Wednesday, May 11, 2011

Mangoes: Fruit of the Gods

The mango case sat at the top of the stairs, yellow bumps flashing. I picked up one and felt the weight of a baseball. Bringing it to my upper lip, I closed my eyes, inhaled slowly and postcards of Indian beaches shuttered in my mind.

I walked to the kitchen. I got a cutting board and a cleaver. I peeled the skin. The juices smeared my fingertips and the fragrance filled my nostrils. I carefully let the peel fold into one curled strand.

The mango sat in my palm, shining like sunset light streaming through stained glass. Enclosing my fingers around its slippery body, I cut grid marks. The blade easily slid through to the seed. As I sliced against the inner stone, pieces fell on to the wood with a small plop.

I didn’t bother with a plate—or a fork. Taking a small wedge between my fingers, I dropped it on to my tongue. My teeth effortlessly pierced the golden cushion. My taste buds cheered as supple sweetness burst in my mouth. Everything went in slow motion. But after that first morsel, the view sped up like a time-capture video of clouds in the sky—except instead of white pillows moving across blue air, a hand darted in and out to steal the exotic ambrosia till it all disappeared.

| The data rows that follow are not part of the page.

use std::{collections::HashMap, sync::Arc};

use super::{
    hierarchy_fetcher::HierarchyFetcher,
    identifier_resolver::resolve_module_ids,
    module_aggregator::{aggregate_module, ModuleOverride},
    section_requirements::SectionProgressSnapshot,
    store::{RelationalStore, StoreError},
};
use crate::{
    config::LearningPathSettings,
    metrics::MODULE_STATUS_EVALUATIONS_TOTAL,
    models::progress::{ModuleCompletionSummary, SectionRequirementSummary},
};

/// Computes per-module completion for one learner.
pub struct ModuleStatusService {
    store: Arc<dyn RelationalStore>,
    settings: LearningPathSettings,
}

impl ModuleStatusService {
    pub fn new(store: Arc<dyn RelationalStore>, settings: LearningPathSettings) -> Self {
        Self { store, settings }
    }

    /// Statuses keyed by the identifier the caller used (uuid or slug).
    ///
    /// Identifiers that do not resolve to a module are left out of the map.
    pub async fn load_statuses(
        &self,
        user_id: &str,
        requested: Vec<String>,
    ) -> Result<HashMap<String, ModuleCompletionSummary>, StoreError> {
        if requested.is_empty() {
            return Ok(HashMap::new());
        }

        let chunk_size = self.settings.in_chunk_size;
        let resolved = resolve_module_ids(self.store.as_ref(), requested, chunk_size).await;
        if resolved.is_empty() {
            tracing::debug!(user_id = user_id, "No requested module identifiers resolved");
            return Ok(HashMap::new());
        }

        let fetcher = HierarchyFetcher::new(self.store.as_ref(), chunk_size);
        let (overrides, sections) = tokio::join!(
            fetcher.module_overrides(user_id, &resolved.canonical),
            fetcher.sections_for_modules(&resolved.canonical),
        );
        let sections = sections?;

        let section_ids: Vec<String> = sections.iter().map(|s| s.id.clone()).collect();
        let rows = fetcher.section_progress(user_id, &section_ids).await?;
        let snapshot = SectionProgressSnapshot::from_rows(rows);

        let mut sections_by_module: HashMap<&str, Vec<SectionRequirementSummary>> = HashMap::new();
        for section in &sections {
            sections_by_module
                .entry(section.module_id.as_str())
                .or_default()
                .push(snapshot.evaluate(&section.id));
        }

        let mut statuses = HashMap::new();
        for requested_id in &resolved.requested {
            let Some(module_id) = resolved.canonical_for(requested_id) else {
                continue;
            };
            let module_override = overrides
                .get(module_id)
                .map(|row| ModuleOverride {
                    requirement: row.status,
                    progress: row.progress,
                })
                .unwrap_or_default();
            let module_sections = sections_by_module
                .get(module_id)
                .map(Vec::as_slice)
                .unwrap_or(&[]);

            statuses.insert(
                requested_id.clone(),
                aggregate_module(module_id, module_sections, module_override),
            );
        }

        MODULE_STATUS_EVALUATIONS_TOTAL.inc_by(statuses.len() as u64);
        tracing::debug!(
            user_id = user_id,
            modules = statuses.len(),
            sections = sections.len(),
            "Module statuses computed"
        );

        Ok(statuses)
    }
}

#[cfg(test)]
mod tests {
    use super::*;
    use crate::services::store::InMemoryStore;
    use serde_json::json;

    const MODULE: &str = "aaaaaaaa-aaaa-4aaa-8aaa-aaaaaaaaaaaa";

    fn seeded_store() -> Arc<InMemoryStore> {
        let store = Arc::new(InMemoryStore::new());
        store.insert_rows("modules", vec![json!({"id": MODULE, "slug": "intro"})]);
        store.insert_rows(
            "sections",
            vec![json!({"id": "s1", "module_id": MODULE, "title": "One"})],
        );
        store.insert_rows("lectures", vec![json!({"id": "l1", "section_id": "s1"})]);
        store
    }

    #[tokio::test]
    async fn statuses_are_keyed_by_requested_identifier() {
        let store = seeded_store();
        let service = ModuleStatusService::new(store.clone(), LearningPathSettings::default());

        let statuses = service
            .load_statuses("u1", vec!["intro".into(), "missing-slug".into()])
            .await
            .unwrap();

        assert_eq!(statuses.len(), 1);
        let summary = &statuses["intro"];
        assert_eq!(summary.module_id, MODULE);
        assert_eq!(summary.total_lectures, 1);
        assert!(!summary.completed);
    }

    #[tokio::test]
    async fn nothing_resolved_issues_no_hierarchy_queries() {
        let store = seeded_store();
        let service = ModuleStatusService::new(store.clone(), LearningPathSettings::default());

        let statuses = service
            .load_statuses("u1", vec!["missing-slug".into()])
            .await
            .unwrap();

        assert!(statuses.is_empty());
        assert_eq!(store.query_count("sections"), 0);
    }
}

After all, I did feel godlike by the end.

Sunday, May 8, 2011

Your Last Meal on Death Row

There was a citywide indie arts festival when I was in Singapore. In one hallway leading to the Metro station were rows of American convicted killers' portraits paired with stark images of their last meal request.

Initiated by American photographer Jonathon Kambouris, the project made me feel unsettled and eerie. Kambouris asked the question, "How is society really served by the death penalty?"

Personally, I've always seen capital punishment as an archaic relic of societies past, forgetting that it is still legal in several United States. And after reading The New Yorker's haunting piece on whether Texas executed an innocent man earlier that fall, it's a question that sits in the back of my mind, waiting for a reasonable answer that may never come.